Goal of the exercise = Could you restate word for word every line of the records below, from the first one to the one holding "Liveness probe, public"?

----- Data listing -----

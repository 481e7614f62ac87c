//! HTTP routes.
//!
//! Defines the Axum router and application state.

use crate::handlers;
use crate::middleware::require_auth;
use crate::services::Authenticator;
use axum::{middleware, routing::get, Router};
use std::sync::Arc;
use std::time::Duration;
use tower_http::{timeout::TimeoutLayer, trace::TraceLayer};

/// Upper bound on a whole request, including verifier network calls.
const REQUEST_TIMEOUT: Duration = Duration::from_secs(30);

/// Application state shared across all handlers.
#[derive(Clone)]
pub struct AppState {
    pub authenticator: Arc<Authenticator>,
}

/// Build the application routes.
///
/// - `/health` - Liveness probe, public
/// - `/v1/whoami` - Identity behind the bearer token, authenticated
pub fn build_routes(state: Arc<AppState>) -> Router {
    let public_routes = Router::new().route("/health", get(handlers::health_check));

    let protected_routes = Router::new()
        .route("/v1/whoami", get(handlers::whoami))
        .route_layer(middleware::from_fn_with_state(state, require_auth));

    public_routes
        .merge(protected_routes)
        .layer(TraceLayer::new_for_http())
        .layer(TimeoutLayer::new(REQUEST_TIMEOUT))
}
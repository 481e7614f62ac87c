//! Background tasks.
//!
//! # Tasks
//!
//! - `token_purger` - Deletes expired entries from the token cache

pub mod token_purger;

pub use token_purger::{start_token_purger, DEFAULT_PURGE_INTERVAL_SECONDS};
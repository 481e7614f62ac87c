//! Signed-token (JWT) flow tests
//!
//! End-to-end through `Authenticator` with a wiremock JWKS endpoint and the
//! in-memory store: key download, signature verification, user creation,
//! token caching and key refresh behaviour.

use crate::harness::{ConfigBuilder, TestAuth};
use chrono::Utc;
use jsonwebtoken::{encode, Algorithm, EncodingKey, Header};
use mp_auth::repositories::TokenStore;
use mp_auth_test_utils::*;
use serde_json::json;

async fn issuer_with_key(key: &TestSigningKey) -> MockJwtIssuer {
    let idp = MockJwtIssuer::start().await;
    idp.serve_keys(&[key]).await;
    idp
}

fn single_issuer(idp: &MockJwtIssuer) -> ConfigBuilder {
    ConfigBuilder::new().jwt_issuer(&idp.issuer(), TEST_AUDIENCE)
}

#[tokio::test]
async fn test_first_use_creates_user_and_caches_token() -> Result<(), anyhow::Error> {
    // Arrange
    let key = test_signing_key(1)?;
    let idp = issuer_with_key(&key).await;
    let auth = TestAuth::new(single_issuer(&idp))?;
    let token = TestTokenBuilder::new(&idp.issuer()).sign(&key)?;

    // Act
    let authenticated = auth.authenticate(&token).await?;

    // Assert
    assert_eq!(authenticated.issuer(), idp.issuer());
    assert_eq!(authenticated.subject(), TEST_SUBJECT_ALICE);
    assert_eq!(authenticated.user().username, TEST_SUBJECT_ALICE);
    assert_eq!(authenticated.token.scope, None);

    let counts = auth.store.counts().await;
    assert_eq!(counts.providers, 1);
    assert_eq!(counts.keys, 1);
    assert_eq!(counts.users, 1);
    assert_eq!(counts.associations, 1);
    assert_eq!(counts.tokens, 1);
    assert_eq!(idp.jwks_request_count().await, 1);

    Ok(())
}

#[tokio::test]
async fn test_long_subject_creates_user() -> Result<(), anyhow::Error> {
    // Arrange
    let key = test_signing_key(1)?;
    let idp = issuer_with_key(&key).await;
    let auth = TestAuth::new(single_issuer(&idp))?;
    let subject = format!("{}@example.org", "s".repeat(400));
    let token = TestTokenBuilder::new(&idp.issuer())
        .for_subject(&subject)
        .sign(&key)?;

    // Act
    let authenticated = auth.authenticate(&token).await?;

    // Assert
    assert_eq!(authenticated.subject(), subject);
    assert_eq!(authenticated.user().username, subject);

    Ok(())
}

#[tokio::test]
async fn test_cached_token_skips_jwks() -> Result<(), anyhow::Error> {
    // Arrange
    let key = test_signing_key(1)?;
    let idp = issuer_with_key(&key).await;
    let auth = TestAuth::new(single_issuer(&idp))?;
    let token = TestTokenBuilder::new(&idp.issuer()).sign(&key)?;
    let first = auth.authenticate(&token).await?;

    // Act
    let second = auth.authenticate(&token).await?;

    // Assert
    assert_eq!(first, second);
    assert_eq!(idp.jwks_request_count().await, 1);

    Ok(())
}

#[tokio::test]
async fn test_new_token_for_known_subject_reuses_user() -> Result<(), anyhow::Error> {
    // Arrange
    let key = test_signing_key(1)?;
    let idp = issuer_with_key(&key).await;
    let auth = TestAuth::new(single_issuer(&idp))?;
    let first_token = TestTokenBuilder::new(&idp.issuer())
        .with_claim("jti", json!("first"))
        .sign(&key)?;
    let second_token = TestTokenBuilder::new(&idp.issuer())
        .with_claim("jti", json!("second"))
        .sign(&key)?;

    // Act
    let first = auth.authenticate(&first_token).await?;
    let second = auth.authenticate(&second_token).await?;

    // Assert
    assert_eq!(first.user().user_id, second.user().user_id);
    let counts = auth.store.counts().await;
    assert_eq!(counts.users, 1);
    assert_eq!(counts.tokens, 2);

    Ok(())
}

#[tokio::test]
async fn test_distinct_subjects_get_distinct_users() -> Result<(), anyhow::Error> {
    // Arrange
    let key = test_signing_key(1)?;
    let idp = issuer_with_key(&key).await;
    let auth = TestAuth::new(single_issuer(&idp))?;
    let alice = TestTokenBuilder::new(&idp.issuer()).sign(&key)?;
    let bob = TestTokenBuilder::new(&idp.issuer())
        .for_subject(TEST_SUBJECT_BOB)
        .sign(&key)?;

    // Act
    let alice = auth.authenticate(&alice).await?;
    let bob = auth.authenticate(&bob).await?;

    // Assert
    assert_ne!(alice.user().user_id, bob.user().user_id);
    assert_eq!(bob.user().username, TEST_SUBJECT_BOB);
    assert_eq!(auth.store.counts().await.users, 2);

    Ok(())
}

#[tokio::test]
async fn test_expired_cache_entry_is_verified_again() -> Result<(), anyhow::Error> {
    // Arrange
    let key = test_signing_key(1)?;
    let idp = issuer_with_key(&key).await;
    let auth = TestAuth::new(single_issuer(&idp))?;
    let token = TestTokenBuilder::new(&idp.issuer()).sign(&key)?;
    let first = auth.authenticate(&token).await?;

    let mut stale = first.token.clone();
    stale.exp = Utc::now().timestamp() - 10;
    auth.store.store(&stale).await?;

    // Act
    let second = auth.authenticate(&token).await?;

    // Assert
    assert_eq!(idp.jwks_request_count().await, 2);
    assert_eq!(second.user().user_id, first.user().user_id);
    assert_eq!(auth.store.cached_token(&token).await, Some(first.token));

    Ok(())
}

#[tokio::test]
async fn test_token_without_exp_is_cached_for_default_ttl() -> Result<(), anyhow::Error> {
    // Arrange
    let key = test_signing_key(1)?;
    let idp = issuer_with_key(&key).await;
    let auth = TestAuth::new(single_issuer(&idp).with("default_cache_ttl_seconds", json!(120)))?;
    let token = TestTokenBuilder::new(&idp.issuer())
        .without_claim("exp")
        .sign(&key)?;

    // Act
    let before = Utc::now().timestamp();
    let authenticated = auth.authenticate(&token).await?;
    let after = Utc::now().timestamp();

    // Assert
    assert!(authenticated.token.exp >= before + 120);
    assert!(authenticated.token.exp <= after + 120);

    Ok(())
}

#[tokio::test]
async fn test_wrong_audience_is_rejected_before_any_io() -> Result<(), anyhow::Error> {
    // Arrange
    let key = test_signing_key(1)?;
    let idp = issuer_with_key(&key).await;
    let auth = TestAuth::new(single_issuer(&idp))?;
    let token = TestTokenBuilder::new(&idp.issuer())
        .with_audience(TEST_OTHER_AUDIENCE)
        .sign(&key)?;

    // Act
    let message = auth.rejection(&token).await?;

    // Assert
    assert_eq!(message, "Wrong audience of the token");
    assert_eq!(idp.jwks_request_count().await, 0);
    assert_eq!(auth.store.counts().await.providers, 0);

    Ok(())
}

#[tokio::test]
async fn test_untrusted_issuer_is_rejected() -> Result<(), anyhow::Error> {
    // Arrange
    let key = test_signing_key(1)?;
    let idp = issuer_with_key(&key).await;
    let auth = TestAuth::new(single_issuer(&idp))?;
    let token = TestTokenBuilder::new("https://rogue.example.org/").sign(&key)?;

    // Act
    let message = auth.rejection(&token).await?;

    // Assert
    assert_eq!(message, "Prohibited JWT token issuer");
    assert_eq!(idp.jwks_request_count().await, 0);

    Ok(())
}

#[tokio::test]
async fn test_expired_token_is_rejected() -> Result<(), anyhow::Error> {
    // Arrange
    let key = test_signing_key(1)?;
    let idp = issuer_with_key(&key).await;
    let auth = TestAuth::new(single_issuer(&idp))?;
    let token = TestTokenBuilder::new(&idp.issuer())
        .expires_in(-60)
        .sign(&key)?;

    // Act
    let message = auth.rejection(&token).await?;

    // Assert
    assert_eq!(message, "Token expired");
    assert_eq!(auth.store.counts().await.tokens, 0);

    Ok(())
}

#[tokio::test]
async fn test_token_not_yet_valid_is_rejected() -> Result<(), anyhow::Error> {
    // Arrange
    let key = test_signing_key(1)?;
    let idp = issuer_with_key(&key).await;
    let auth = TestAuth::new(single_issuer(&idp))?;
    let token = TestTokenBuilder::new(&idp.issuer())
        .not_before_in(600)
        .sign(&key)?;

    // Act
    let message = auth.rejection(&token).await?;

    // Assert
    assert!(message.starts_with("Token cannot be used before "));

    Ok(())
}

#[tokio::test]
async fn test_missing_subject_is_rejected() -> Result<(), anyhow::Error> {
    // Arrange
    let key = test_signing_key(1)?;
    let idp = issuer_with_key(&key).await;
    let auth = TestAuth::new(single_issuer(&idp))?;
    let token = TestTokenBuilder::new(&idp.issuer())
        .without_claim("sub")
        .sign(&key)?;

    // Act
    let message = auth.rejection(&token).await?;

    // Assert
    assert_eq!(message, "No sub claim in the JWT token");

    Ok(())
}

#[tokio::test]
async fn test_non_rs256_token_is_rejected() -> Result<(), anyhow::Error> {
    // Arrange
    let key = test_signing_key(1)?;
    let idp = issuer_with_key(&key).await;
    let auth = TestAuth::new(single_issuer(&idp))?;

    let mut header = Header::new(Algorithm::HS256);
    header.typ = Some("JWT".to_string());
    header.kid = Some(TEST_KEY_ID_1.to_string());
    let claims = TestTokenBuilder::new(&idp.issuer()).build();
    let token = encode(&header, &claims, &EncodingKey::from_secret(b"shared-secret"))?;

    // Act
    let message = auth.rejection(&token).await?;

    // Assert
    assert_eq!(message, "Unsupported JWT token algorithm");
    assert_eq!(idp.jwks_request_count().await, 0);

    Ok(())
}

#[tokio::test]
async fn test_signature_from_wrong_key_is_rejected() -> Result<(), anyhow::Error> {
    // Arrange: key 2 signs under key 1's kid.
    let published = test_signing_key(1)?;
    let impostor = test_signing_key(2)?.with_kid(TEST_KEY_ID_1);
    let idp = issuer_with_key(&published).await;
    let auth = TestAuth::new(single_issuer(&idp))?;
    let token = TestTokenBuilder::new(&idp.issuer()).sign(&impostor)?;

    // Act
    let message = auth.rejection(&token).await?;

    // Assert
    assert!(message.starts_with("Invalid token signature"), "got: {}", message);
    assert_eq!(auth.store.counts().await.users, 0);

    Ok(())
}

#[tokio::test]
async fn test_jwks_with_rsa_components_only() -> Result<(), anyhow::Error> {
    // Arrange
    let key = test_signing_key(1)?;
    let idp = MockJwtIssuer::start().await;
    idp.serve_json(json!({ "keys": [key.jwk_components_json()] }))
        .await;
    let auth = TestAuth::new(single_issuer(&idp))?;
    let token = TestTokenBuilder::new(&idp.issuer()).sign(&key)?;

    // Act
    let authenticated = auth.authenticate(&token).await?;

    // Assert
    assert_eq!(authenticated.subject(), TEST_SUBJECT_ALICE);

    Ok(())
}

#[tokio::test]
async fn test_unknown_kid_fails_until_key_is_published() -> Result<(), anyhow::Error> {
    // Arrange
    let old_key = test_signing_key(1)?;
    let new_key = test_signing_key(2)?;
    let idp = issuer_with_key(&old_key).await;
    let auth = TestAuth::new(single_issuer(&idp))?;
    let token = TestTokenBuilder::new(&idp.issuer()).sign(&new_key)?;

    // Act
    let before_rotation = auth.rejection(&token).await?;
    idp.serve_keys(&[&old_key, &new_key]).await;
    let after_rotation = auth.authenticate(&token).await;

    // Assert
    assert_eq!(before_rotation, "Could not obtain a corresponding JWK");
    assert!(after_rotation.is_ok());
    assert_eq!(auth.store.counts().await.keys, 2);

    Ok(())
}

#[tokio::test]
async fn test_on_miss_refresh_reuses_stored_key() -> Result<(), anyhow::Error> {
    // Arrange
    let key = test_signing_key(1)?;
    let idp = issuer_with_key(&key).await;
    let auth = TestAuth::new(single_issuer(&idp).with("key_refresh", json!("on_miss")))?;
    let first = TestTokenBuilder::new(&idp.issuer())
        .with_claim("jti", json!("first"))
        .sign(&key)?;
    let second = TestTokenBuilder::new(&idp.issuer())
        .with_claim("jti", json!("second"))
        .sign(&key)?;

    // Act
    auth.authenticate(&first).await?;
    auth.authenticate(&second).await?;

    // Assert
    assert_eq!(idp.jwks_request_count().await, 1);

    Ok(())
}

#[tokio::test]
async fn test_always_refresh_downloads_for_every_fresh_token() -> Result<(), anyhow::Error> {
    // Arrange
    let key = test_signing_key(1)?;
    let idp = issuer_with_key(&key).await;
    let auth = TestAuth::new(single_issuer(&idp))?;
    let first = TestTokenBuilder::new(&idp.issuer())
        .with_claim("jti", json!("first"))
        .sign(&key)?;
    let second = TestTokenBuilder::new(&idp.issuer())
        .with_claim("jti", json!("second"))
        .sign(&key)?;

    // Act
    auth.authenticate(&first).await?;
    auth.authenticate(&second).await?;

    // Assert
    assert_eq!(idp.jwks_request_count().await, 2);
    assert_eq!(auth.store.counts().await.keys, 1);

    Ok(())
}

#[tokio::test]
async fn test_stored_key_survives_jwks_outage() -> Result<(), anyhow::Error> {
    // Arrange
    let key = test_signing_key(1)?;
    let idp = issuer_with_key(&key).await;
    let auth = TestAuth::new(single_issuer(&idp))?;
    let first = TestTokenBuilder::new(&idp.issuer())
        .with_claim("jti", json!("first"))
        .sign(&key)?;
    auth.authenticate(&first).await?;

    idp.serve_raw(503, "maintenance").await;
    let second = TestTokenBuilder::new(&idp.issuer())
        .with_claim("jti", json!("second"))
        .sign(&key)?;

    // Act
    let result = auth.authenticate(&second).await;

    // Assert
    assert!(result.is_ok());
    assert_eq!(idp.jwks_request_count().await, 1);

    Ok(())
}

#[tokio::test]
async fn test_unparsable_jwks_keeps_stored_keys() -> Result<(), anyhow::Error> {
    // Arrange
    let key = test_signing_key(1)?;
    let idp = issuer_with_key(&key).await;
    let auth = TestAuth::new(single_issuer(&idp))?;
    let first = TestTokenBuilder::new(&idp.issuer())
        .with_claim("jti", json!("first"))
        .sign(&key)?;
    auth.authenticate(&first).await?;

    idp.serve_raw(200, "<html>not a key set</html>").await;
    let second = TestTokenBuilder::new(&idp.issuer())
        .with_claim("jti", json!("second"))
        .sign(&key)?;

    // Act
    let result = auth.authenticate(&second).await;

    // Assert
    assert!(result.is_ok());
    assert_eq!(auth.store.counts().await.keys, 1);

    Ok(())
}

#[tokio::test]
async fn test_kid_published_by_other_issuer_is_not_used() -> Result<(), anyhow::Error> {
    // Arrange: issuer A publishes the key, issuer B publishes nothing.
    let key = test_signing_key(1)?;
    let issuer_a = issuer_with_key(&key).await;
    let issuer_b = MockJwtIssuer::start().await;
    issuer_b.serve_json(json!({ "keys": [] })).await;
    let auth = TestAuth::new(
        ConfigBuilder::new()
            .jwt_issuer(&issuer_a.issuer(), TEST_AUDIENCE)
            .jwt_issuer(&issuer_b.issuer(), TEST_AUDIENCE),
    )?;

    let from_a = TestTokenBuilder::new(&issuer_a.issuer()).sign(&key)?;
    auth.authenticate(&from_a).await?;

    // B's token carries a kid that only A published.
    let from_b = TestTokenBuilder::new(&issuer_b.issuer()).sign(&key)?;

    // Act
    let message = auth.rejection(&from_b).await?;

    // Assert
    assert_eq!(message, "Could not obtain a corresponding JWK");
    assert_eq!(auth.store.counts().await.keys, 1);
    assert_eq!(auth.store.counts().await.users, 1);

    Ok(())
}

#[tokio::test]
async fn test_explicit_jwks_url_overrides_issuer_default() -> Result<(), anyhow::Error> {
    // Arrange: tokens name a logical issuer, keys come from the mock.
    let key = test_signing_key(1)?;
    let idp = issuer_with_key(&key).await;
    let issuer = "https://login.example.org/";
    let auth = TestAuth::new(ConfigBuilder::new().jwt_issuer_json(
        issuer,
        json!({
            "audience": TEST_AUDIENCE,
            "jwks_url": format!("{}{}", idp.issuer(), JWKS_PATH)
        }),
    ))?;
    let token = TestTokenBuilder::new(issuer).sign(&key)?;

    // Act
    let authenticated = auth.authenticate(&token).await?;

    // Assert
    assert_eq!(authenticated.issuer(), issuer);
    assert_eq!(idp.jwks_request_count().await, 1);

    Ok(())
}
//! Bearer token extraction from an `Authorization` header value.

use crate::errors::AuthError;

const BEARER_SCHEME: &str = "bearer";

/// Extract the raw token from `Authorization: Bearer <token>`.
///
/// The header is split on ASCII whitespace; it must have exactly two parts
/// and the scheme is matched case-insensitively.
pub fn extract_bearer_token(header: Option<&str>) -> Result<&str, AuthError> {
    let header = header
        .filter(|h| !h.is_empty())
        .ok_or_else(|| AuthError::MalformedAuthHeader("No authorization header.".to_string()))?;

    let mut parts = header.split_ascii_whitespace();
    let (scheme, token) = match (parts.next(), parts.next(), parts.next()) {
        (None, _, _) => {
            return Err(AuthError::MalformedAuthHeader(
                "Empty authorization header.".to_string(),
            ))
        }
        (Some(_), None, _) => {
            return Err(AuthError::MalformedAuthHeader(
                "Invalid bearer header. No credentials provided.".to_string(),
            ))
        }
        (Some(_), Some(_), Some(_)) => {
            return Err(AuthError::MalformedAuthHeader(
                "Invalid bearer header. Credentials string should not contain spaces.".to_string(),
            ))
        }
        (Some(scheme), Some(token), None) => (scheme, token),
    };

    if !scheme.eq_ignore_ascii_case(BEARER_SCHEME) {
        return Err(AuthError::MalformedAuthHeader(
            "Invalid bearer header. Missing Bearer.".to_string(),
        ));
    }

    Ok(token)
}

-----

Problem solution =
repository 481e7614f62ac87c
//! HTTP routes.
//!
//! Defines the Axum router and application state.

use crate::handlers;
use crate::middleware::require_auth;
use crate::services::Authenticator;
use axum::{middleware, routing::get, Router};
use std::sync::Arc;
use std::time::Duration;
use tower_http::{timeout::TimeoutLayer, trace::TraceLayer};

/// Upper bound on a whole request, including verifier network calls.
const REQUEST_TIMEOUT: Duration = Duration::from_secs(30);

/// Application state shared across all handlers.
#[derive(Clone)]
pub struct AppState {
    pub authenticator: Arc<Authenticator>,
}

/// Build the application routes.
///
/// - `/health` - Liveness probe, public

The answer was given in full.